### [What the exercise asks]
Whenever a line of the listing contains the string "impl", return that line.

### [Material supplied]
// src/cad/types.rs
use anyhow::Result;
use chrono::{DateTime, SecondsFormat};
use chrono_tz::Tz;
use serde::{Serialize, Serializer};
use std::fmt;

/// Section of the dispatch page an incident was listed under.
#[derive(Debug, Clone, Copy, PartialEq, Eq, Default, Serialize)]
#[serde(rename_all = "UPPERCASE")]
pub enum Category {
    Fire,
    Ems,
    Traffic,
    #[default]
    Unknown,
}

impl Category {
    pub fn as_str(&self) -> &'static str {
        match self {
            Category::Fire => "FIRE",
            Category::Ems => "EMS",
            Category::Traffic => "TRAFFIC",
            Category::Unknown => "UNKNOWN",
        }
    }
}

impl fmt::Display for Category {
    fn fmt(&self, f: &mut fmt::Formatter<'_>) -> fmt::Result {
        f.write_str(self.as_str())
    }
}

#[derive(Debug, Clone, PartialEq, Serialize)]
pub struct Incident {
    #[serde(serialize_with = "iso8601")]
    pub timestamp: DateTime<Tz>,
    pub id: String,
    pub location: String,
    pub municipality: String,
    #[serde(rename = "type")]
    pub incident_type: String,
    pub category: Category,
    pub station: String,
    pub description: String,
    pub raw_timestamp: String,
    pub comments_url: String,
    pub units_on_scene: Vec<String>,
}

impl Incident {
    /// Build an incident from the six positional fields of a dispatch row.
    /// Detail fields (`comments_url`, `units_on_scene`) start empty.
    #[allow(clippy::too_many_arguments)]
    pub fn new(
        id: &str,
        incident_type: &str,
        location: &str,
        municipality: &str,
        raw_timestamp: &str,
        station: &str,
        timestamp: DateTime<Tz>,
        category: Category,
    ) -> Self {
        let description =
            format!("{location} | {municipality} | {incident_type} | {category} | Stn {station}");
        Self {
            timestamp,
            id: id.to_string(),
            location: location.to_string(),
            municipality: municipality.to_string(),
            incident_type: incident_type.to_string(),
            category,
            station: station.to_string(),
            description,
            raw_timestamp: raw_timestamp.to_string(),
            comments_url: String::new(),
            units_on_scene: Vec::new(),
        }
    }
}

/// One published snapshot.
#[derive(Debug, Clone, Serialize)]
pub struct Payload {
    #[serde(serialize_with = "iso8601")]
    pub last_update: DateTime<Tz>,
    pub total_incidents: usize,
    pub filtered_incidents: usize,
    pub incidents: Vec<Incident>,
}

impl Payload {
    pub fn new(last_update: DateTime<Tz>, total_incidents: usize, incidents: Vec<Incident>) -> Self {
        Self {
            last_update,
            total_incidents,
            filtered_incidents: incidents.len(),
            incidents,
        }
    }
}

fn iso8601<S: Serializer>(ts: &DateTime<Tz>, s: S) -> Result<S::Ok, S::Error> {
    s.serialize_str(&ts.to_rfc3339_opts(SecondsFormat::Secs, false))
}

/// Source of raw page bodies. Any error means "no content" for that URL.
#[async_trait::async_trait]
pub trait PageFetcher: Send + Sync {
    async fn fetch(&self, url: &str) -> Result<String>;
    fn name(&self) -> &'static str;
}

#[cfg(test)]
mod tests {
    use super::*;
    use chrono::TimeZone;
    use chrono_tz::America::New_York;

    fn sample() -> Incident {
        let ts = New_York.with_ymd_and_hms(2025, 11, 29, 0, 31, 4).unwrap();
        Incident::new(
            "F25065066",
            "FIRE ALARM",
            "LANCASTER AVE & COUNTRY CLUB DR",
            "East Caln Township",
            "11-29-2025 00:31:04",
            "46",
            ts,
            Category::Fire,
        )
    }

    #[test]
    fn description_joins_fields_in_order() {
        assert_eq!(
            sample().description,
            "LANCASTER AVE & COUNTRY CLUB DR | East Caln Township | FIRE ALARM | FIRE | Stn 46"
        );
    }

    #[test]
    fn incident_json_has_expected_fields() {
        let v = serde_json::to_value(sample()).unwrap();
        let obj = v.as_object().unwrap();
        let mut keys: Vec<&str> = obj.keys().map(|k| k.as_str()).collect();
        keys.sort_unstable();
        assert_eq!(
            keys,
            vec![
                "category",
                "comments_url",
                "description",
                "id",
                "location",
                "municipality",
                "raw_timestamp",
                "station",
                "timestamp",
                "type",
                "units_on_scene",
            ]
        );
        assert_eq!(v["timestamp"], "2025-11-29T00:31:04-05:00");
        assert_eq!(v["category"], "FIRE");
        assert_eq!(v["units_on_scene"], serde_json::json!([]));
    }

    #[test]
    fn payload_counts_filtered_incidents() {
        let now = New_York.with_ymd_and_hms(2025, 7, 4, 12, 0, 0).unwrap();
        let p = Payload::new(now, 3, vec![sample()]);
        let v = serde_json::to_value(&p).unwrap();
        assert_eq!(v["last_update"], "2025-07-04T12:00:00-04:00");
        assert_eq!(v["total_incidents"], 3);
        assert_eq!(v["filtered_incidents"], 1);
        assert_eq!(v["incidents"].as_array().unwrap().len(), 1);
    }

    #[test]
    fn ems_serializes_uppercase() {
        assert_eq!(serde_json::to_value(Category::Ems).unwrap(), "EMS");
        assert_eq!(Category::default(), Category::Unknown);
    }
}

### [Result for this task]
impl Category {
impl fmt::Display for Category {
impl Incident {
impl Payload {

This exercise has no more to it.